• _WORK ORDER_: Stopping right after the line with "if let Some(subaccount)", please reproduce the material below exactly from its first line.

• _EXERCISE INPUTS_:
//! Profile file for Lacework credentials
//!
//! Named profiles live in `~/.lacework/config.yaml`:
//!
//! ```yaml
//! profiles:
//!   default:
//!     account: example
//!     api_key: EXAMPLE_1234567890ABCDE
//!     api_secret: _abcdef1234567890
//!     version: 2
//! ```
//!
//! This is a format of its own. The Lacework CLI's `~/.lacework.toml` is not
//! read; copy the profiles over by hand.

use std::collections::BTreeMap;
use std::path::{Path, PathBuf};

use serde::{Deserialize, Serialize};

use crate::client::{ClientBuilder, LaceworkClient};
use crate::error::{ConfigError, Result};

/// Profile used when none is named
pub const DEFAULT_PROFILE: &str = "default";

/// Current profile format
pub const CONFIG_VERSION: u32 = 2;

/// All profiles of a configuration file
#[derive(Debug, Clone, Default, PartialEq, Serialize, Deserialize)]
pub struct Config {
    #[serde(default)]
    pub profiles: BTreeMap<String, Profile>,
}

/// Credentials and account of one profile
#[derive(Debug, Clone, Default, PartialEq, Serialize, Deserialize)]
pub struct Profile {
    pub account: String,

    #[serde(default, skip_serializing_if = "Option::is_none")]
    pub subaccount: Option<String>,

    pub api_key: String,

    pub api_secret: String,

    /// Profile format version
    #[serde(default = "default_version")]
    pub version: u32,
}

fn default_version() -> u32 {
    CONFIG_VERSION
}

impl Profile {
    /// Builder seeded with this profile's account and keys
    pub fn client_builder(&self) -> ClientBuilder {
        let mut builder =
            LaceworkClient::builder(&self.account).api_keys(&self.api_key, &self.api_secret);
        if let Some(subaccount) = self.subaccount.as_deref().filter(|s| !s.is_empty()) {
            builder = builder.subaccount(subaccount);
        }
        builder
    }
}

impl Config {
    /// Get the default config file path
    pub fn default_path() -> Result<PathBuf> {
        let home = dirs::home_dir()
            .ok_or_else(|| ConfigError::NotFound("could not determine home directory".into()))?;

        Ok(home.join(".lacework").join("config.yaml"))
    }

    /// Load configuration from the default path
    pub fn load() -> Result<Self> {
        Self::load_from(Self::default_path()?)
    }

    /// Load configuration from a specific path
    pub fn load_from(path: impl AsRef<Path>) -> Result<Self> {
        let path = path.as_ref();
        if !path.exists() {
            return Err(ConfigError::NotFound(path.display().to_string()).into());
        }

        let contents = std::fs::read_to_string(path)?;
        let config: Config = serde_yaml::from_str(&contents).map_err(ConfigError::from)?;

        Ok(config)
    }

    /// Save configuration to a specific path, readable by the owner only
    pub fn save_to(&self, path: impl AsRef<Path>) -> Result<()> {
        let path = path.as_ref();
        if let Some(parent) = path.parent() {
            std::fs::create_dir_all(parent)?;
        }

        let contents = serde_yaml::to_string(self).map_err(ConfigError::from)?;
        std::fs::write(path, contents)?;

        #[cfg(unix)]
        {
            use std::os::unix::fs::PermissionsExt;
            let mut perms = std::fs::metadata(path)?.permissions();
            perms.set_mode(0o600);
            std::fs::set_permissions(path, perms)?;
        }

        Ok(())
    }

    pub fn profile(&self, name: &str) -> Result<&Profile> {
        self.profiles
            .get(name)
            .ok_or_else(|| ConfigError::MissingProfile(name.to_string()).into())
    }

    /// Add or replace a profile
    pub fn store_profile(&mut self, name: impl Into<String>, profile: Profile) {
        self.profiles.insert(name.into(), profile);
    }

    /// Builder for the named profile
    pub fn client_builder(&self, name: &str) -> Result<ClientBuilder> {
        Ok(self.profile(name)?.client_builder())
    }
}
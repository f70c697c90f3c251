//! Feature flags enabled for the account (`v2/FeatureFlags`)

use serde::{Deserialize, Serialize};

/// Flags matching a prefix query
#[derive(Debug, Clone, Default, PartialEq, Eq, Serialize, Deserialize)]
pub struct FeatureFlags {
    #[serde(default)]
    pub flags: Vec<String>,
}

impl FeatureFlags {
    pub fn contains(&self, flag: &str) -> bool {
        self.flags.iter().any(|enabled| enabled == flag)
    }

    pub fn is_empty(&self) -> bool {
        self.flags.is_empty()
    }
}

• _YOUR RESPONSE_:
//! Profile file for Lacework credentials
//!
//! Named profiles live in `~/.lacework/config.yaml`:
//!
//! ```yaml
//! profiles:
//!   default:
//!     account: example
//!     api_key: EXAMPLE_1234567890ABCDE
//!     api_secret: _abcdef1234567890
//!     version: 2
//! ```
//!
//! This is a format of its own. The Lacework CLI's `~/.lacework.toml` is not
//! read; copy the profiles over by hand.

use std::collections::BTreeMap;
use std::path::{Path, PathBuf};

use serde::{Deserialize, Serialize};

use crate::client::{ClientBuilder, LaceworkClient};
use crate::error::{ConfigError, Result};

/// Profile used when none is named
pub const DEFAULT_PROFILE: &str = "default";

/// Current profile format
pub const CONFIG_VERSION: u32 = 2;

/// All profiles of a configuration file
#[derive(Debug, Clone, Default, PartialEq, Serialize, Deserialize)]
pub struct Config {
    #[serde(default)]
    pub profiles: BTreeMap<String, Profile>,
}

/// Credentials and account of one profile
#[derive(Debug, Clone, Default, PartialEq, Serialize, Deserialize)]
pub struct Profile {
    pub account: String,

    #[serde(default, skip_serializing_if = "Option::is_none")]
    pub subaccount: Option<String>,

    pub api_key: String,

    pub api_secret: String,

    /// Profile format version
    #[serde(default = "default_version")]
    pub version: u32,
}

fn default_version() -> u32 {
    CONFIG_VERSION
}

impl Profile {
    /// Builder seeded with this profile's account and keys
    pub fn client_builder(&self) -> ClientBuilder {
        let mut builder =
            LaceworkClient::builder(&self.account).api_keys(&self.api_key, &self.api_secret);
        if let Some(subaccount) = self.subaccount.as_deref().filter(|s| !s.is_empty()) {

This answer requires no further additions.